You have several options for adding a calculation to a dataset. For details, see Add calculations.
Next to a data source name, click More options > Filters. The number in parentheses indicates the number of filters applied to the data source.
Adding a filter reduces the amount of data available for analysis in a dataset. The resulting dataset and all the visualizations based on it will contain only data that are already filtered. In addition, visualizations will run faster. For details, see Add filters.
Next to a data source name, click More options > Security filters. The number in parentheses indicates the number of security filters applied to the data source.
If no security filters are added, it means that all the data in a shared dataset is visible to all its recipients. With a security filter, some recipients have access only to a subset of data that is relevant to them. For example, each department can see the data related to the respective department and not the whole dataset.
For details, see Row-level security filters.
(Server data sources only) Next to the data source name, click More options > Add column.

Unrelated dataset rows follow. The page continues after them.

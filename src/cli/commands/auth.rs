use anyhow::Result;
use clap::{Arg, ArgAction, ArgMatches, Command};
use secrecy::SecretString;

pub const ARG_NAMESPACE: &str = "namespace";
pub const ARG_KEY: &str = "key";
pub const ARG_REFRESH_CODE_TTL_SECONDS: &str = "refresh-code-ttl-seconds";
pub const ARG_COOKIE_SECURE: &str = "cookie-secure";
pub const ARG_TRUST_FORWARDED_FOR: &str = "trust-forwarded-for";
pub const ARG_AUDIT_BUFFER: &str = "audit-buffer";

#[must_use]
pub fn with_args(command: Command) -> Command {
    command
        .arg(
            Arg::new(ARG_NAMESPACE)
                .short('n')
                .long(ARG_NAMESPACE)
                .help("Prefix for counter and session keys; also the token issuer")
                .env("WARDEN_NAMESPACE")
                .required(true),
        )
        .arg(
            Arg::new(ARG_KEY)
                .short('k')
                .long(ARG_KEY)
                .help("Token signing key")
                .env("WARDEN_KEY")
                .hide_env_values(true)
                .required(true),
        )
        .arg(
            Arg::new(ARG_REFRESH_CODE_TTL_SECONDS)
                .long(ARG_REFRESH_CODE_TTL_SECONDS)
                .help("Lifetime of a refresh code in seconds")
                .env("WARDEN_REFRESH_CODE_TTL_SECONDS")
                .default_value("60")
                .value_parser(clap::value_parser!(u64).range(1..)),
        )
        .arg(
            Arg::new(ARG_COOKIE_SECURE)
                .long(ARG_COOKIE_SECURE)
                .help("Mark the session cookie Secure (serve over HTTPS)")
                .env("WARDEN_COOKIE_SECURE")
                .action(ArgAction::SetTrue),
        )
        .arg(
            Arg::new(ARG_TRUST_FORWARDED_FOR)
                .long(ARG_TRUST_FORWARDED_FOR)
                .help("Take the client address from X-Forwarded-For / X-Real-IP (only behind a trusted proxy)")
                .env("WARDEN_TRUST_FORWARDED_FOR")
                .action(ArgAction::SetTrue),
        )
        .arg(
            Arg::new(ARG_AUDIT_BUFFER)
                .long(ARG_AUDIT_BUFFER)
                .help("Audit events buffered before new ones are dropped")
                .env("WARDEN_AUDIT_BUFFER")
                .default_value("1024")
                .value_parser(clap::value_parser!(usize)),
        )
}

#[derive(Debug)]
pub struct Options {
    pub namespace: String,
    pub key: SecretString,
    pub refresh_code_ttl_seconds: u64,
    pub cookie_secure: bool,
    pub trust_forwarded_for: bool,
    pub audit_buffer: usize,
}

impl Options {
    /// # Errors
    /// Returns an error if the namespace or key is missing or blank.
    pub fn parse(matches: &ArgMatches) -> Result<Self> {
        let namespace = matches
            .get_one::<String>(ARG_NAMESPACE)
            .map(|value| value.trim().to_string())
            .filter(|value| !value.is_empty())
            .ok_or_else(|| anyhow::anyhow!("missing required argument: --{ARG_NAMESPACE}"))?;
        let key = matches
            .get_one::<String>(ARG_KEY)
            .filter(|value| !value.is_empty())
            .map(|value| SecretString::from(value.clone()))
            .ok_or_else(|| anyhow::anyhow!("missing required argument: --{ARG_KEY}"))?;

        Ok(Self {
            namespace,
            key,
            refresh_code_ttl_seconds: matches
                .get_one::<u64>(ARG_REFRESH_CODE_TTL_SECONDS)
                .copied()
                .unwrap_or(60),
            cookie_secure: matches.get_flag(ARG_COOKIE_SECURE),
            trust_forwarded_for: matches.get_flag(ARG_TRUST_FORWARDED_FOR),
            audit_buffer: matches
                .get_one::<usize>(ARG_AUDIT_BUFFER)
                .copied()
                .unwrap_or(1024),
        })
    }
}
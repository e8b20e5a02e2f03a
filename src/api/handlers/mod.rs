//! Route handlers.
//!
//! Handlers stay thin: they decode the request, call into [`crate::auth`] and turn the
//! result into a response. Lockout, session and policy decisions never happen here.

pub mod auth;
pub mod health;
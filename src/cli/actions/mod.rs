pub mod server;

mod run;

#[derive(Debug)]
pub enum Action {
    Server(server::Args),
}

impl Action {
    /// Execute the action.
    /// # Errors
    /// Returns an error if the action fails.
    pub async fn execute(self) -> anyhow::Result<()> {
        run::execute(self).await
    }
}
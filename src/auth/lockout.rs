//! Login-failure lockout per account and per source address.
//!
//! Flow Overview:
//! 1) Before credentials are checked: refuse deny-listed addresses, then refuse if a
//!    lockout marker exists for the account or (unless allow-listed) the address.
//! 2) After a failed check: increment each tracked counter; a counter that reaches its
//!    threshold sets a marker lasting one window.
//! 3) After a successful check: delete the tracked counters.
//!
//! Counters are only touched through the store's atomic increment and delete. Any store
//! failure is returned to the caller; it never turns into an allow.

use std::fmt;
use std::sync::Arc;
use std::time::Duration;
use tracing::{debug, instrument, warn};

use super::AuthError;
use crate::settings::Settings;
use crate::store::{CounterStore, StoreError};

/// Which key space a counter belongs to.
#[derive(Clone, Copy, Debug, PartialEq, Eq)]
pub enum KeyKind {
    Account,
    Address,
}

impl fmt::Display for KeyKind {
    fn fmt(&self, f: &mut fmt::Formatter<'_>) -> fmt::Result {
        match self {
            Self::Account => f.write_str("account"),
            Self::Address => f.write_str("address"),
        }
    }
}

/// Counter, threshold and marker for one key space.
#[derive(Clone, Debug)]
struct Tally {
    kind: KeyKind,
    namespace: String,
}

impl Tally {
    fn counter_key(&self, id: &str) -> String {
        format!("{}:login:{}:{id}", self.namespace, self.kind)
    }

    fn marker_key(&self, id: &str) -> String {
        format!("{}:lock:{}:{id}", self.namespace, self.kind)
    }

    async fn locked(&self, store: &dyn CounterStore, id: &str) -> Result<bool, StoreError> {
        store.exists(&self.marker_key(id)).await
    }

    /// Record one failure. Returns true if this failure reached the threshold.
    async fn fail(
        &self,
        store: &dyn CounterStore,
        id: &str,
        threshold: i64,
        window: Duration,
    ) -> Result<bool, StoreError> {
        let count = store.incr(&self.counter_key(id), window).await?;
        debug!(kind = %self.kind, count, threshold, "login failure recorded");
        if count >= threshold {
            store.set_marker(&self.marker_key(id), window).await?;
            return Ok(true);
        }
        Ok(false)
    }

    async fn reset(&self, store: &dyn CounterStore, id: &str) -> Result<(), StoreError> {
        store.delete(&self.counter_key(id)).await
    }
}

/// Where a login attempt is in its lifecycle.
#[derive(Clone, Copy, Debug, PartialEq, Eq)]
pub enum Attempt {
    /// Credentials not verified yet.
    Pending,
    Failed,
    Succeeded,
}

pub struct Lockout {
    store: Arc<dyn CounterStore>,
    account: Tally,
    address: Tally,
}

impl Lockout {
    pub fn new(store: Arc<dyn CounterStore>, namespace: &str) -> Self {
        Self {
            store,
            account: Tally {
                kind: KeyKind::Account,
                namespace: namespace.to_string(),
            },
            address: Tally {
                kind: KeyKind::Address,
                namespace: namespace.to_string(),
            },
        }
    }

    /// Run the pre-check (`Attempt::Pending`) or record the verification outcome.
    ///
    /// # Errors
    /// `Pending` fails with `AddressBlocked`, `AccountLocked` or `AddressLocked`.
    /// Any attempt fails with `TransientStore` if the counter store is unreachable.
    #[instrument(skip(self, settings))]
    pub async fn check_and_record(
        &self,
        settings: &Settings,
        account: &str,
        address: &str,
        attempt: Attempt,
    ) -> Result<(), AuthError> {
        let store = self.store.as_ref();
        let track_address = !settings.ip_whitelist.contains(address);

        match attempt {
            Attempt::Pending => {
                if settings.ip_blacklist.contains(address) {
                    warn!("Refused login from deny-listed address");
                    return Err(AuthError::AddressBlocked);
                }
                if self.account.locked(store, account).await? {
                    return Err(AuthError::AccountLocked);
                }
                if track_address && self.address.locked(store, address).await? {
                    return Err(AuthError::AddressLocked);
                }
            }
            Attempt::Failed => {
                let window = settings.login_ttl;
                if self
                    .account
                    .fail(store, account, settings.login_failures, window)
                    .await?
                {
                    warn!("Account locked after repeated login failures");
                }
                if track_address
                    && self
                        .address
                        .fail(store, address, settings.ip_login_failures, window)
                        .await?
                {
                    warn!("Address locked after repeated login failures");
                }
            }
            Attempt::Succeeded => {
                self.account.reset(store, account).await?;
                if track_address {
                    self.address.reset(store, address).await?;
                }
            }
        }
        Ok(())
    }

    /// Current failure count for an account or address inside the window.
    ///
    /// # Errors
    /// Returns an error if the counter store is unreachable.
    pub async fn failures(&self, kind: KeyKind, id: &str) -> Result<i64, StoreError> {
        let tally = match kind {
            KeyKind::Account => &self.account,
            KeyKind::Address => &self.address,
        };
        Ok(self
            .store
            .get(&tally.counter_key(id))
            .await?
            .unwrap_or_default())
    }
}

#[cfg(test)]
mod tests {
    use super::*;
    use crate::settings::AddressList;
    use crate::store::MemoryStore;

    const WINDOW: Duration = Duration::from_secs(15 * 60);

    fn settings() -> Settings {
        Settings {
            login_ttl: WINDOW,
            login_failures: 5,
            ip_login_failures: 10,
            ..Settings::default()
        }
    }

    fn lockout() -> (Arc<MemoryStore>, Lockout) {
        let store = Arc::new(MemoryStore::new());
        let lockout = Lockout::new(store.clone(), "lab");
        (store, lockout)
    }

    async fn fail(lockout: &Lockout, settings: &Settings, account: &str, address: &str) {
        let result = lockout
            .check_and_record(settings, account, address, Attempt::Failed)
            .await;
        assert!(result.is_ok());
    }

    #[tokio::test(start_paused = true)]
    async fn account_locks_at_threshold_until_window_ends() {
        let (_, lockout) = lockout();
        let settings = settings();

        for _ in 0..5 {
            let pre = lockout
                .check_and_record(&settings, "a1", "10.0.0.1", Attempt::Pending)
                .await;
            assert!(pre.is_ok());
            fail(&lockout, &settings, "a1", "10.0.0.1").await;
            tokio::time::advance(Duration::from_secs(10)).await;
        }

        let sixth = lockout
            .check_and_record(&settings, "a1", "10.0.0.2", Attempt::Pending)
            .await;
        assert!(matches!(sixth, Err(AuthError::AccountLocked)));

        tokio::time::advance(WINDOW).await;
        let later = lockout
            .check_and_record(&settings, "a1", "10.0.0.2", Attempt::Pending)
            .await;
        assert!(later.is_ok());
    }

    #[tokio::test(start_paused = true)]
    async fn marker_is_not_extended_by_further_failures() {
        let (_, lockout) = lockout();
        let settings = settings();

        for _ in 0..5 {
            fail(&lockout, &settings, "a1", "10.0.0.1").await;
        }
        tokio::time::advance(WINDOW - Duration::from_secs(60)).await;
        fail(&lockout, &settings, "a1", "10.0.0.1").await;

        tokio::time::advance(Duration::from_secs(61)).await;
        let result = lockout
            .check_and_record(&settings, "a1", "10.0.0.1", Attempt::Pending)
            .await;
        assert!(result.is_ok());
    }

    #[tokio::test]
    async fn success_resets_failure_history() {
        let (_, lockout) = lockout();
        let settings = settings();

        for _ in 0..3 {
            fail(&lockout, &settings, "a1", "10.0.0.1").await;
        }
        assert_eq!(lockout.failures(KeyKind::Account, "a1").await.ok(), Some(3));

        let ok = lockout
            .check_and_record(&settings, "a1", "10.0.0.1", Attempt::Succeeded)
            .await;
        assert!(ok.is_ok());
        assert_eq!(lockout.failures(KeyKind::Account, "a1").await.ok(), Some(0));
        assert_eq!(
            lockout.failures(KeyKind::Address, "10.0.0.1").await.ok(),
            Some(0)
        );

        fail(&lockout, &settings, "a1", "10.0.0.1").await;
        assert_eq!(lockout.failures(KeyKind::Account, "a1").await.ok(), Some(1));
    }

    #[tokio::test]
    async fn deny_list_wins_over_allow_list() {
        let (_, lockout) = lockout();
        let settings = Settings {
            ip_whitelist: ["10.0.0.9"].into_iter().collect(),
            ip_blacklist: ["10.0.0.9"].into_iter().collect(),
            ..settings()
        };
        let result = lockout
            .check_and_record(&settings, "a1", "10.0.0.9", Attempt::Pending)
            .await;
        assert!(matches!(result, Err(AuthError::AddressBlocked)));
        assert_eq!(
            lockout.failures(KeyKind::Address, "10.0.0.9").await.ok(),
            Some(0)
        );
    }

    #[tokio::test]
    async fn address_locks_across_accounts() {
        let (_, lockout) = lockout();
        let settings = Settings {
            ip_login_failures: 3,
            ..settings()
        };
        for account in ["a1", "a2", "a3"] {
            fail(&lockout, &settings, account, "10.0.0.7").await;
        }
        let result = lockout
            .check_and_record(&settings, "a4", "10.0.0.7", Attempt::Pending)
            .await;
        assert!(matches!(result, Err(AuthError::AddressLocked)));

        let elsewhere = lockout
            .check_and_record(&settings, "a4", "10.0.0.8", Attempt::Pending)
            .await;
        assert!(elsewhere.is_ok());
    }

    #[tokio::test]
    async fn allow_listed_address_is_exempt_from_address_lockout_only() {
        let (_, lockout) = lockout();
        let settings = Settings {
            ip_login_failures: 2,
            ip_whitelist: AddressList::from_iter(["10.0.0.0/24"]),
            ..settings()
        };
        for _ in 0..5 {
            fail(&lockout, &settings, "a1", "10.0.0.3").await;
        }
        assert_eq!(
            lockout.failures(KeyKind::Address, "10.0.0.3").await.ok(),
            Some(0)
        );

        let result = lockout
            .check_and_record(&settings, "a1", "10.0.0.3", Attempt::Pending)
            .await;
        assert!(matches!(result, Err(AuthError::AccountLocked)));
        let other = lockout
            .check_and_record(&settings, "a2", "10.0.0.3", Attempt::Pending)
            .await;
        assert!(other.is_ok());
    }

    #[tokio::test]
    async fn concurrent_failures_still_lock() {
        let (_, lockout) = lockout();
        let lockout = Arc::new(lockout);
        let settings = Arc::new(settings());

        let mut tasks = Vec::new();
        for _ in 0..20 {
            let lockout = lockout.clone();
            let settings = settings.clone();
            tasks.push(tokio::spawn(async move {
                lockout
                    .check_and_record(&settings, "a1", "10.0.0.1", Attempt::Failed)
                    .await
                    .is_ok()
            }));
        }
        for task in tasks {
            assert!(task.await.is_ok_and(|ok| ok));
        }

        assert_eq!(lockout.failures(KeyKind::Account, "a1").await.ok(), Some(20));
        let result = lockout
            .check_and_record(&settings, "a1", "10.0.0.1", Attempt::Pending)
            .await;
        assert!(matches!(result, Err(AuthError::AccountLocked)));
    }

    #[tokio::test]
    async fn store_outage_fails_closed() {
        let (store, lockout) = lockout();
        let settings = settings();
        store.set_unavailable(true);
        for attempt in [Attempt::Pending, Attempt::Failed, Attempt::Succeeded] {
            let result = lockout
                .check_and_record(&settings, "a1", "10.0.0.1", attempt)
                .await;
            assert!(matches!(result, Err(AuthError::TransientStore(_))));
        }
    }
}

Then, select the columns in the Add column dialog.
Manage columns
You can manage individual columns.
You can also manage columns from the dataset preview table.
Manage the columns as follows:
Hide – Click the column to hide it in the dataset. Alternatively, next to the column name, go to More options > Hide.
You can create calculations and filters based on the hidden columns. To preview the data in the hidden columns, in the Data preview section, click the Show hidden columns check box. Hidden columns are not available in visualizations.
To unhide, click the hidden column again. Alternatively, next to the column name, go to More options > Unhide.
Exclude – Next to the column name, click More options > Exclude. The column is removed from this dataset. You can readd it any time later.
You cannot exclude the columns used in filters and calculations, but you can hide them for the dataset consumers.
Readd – To readd the excluded column, next to the data source name, click Add column, and select the column.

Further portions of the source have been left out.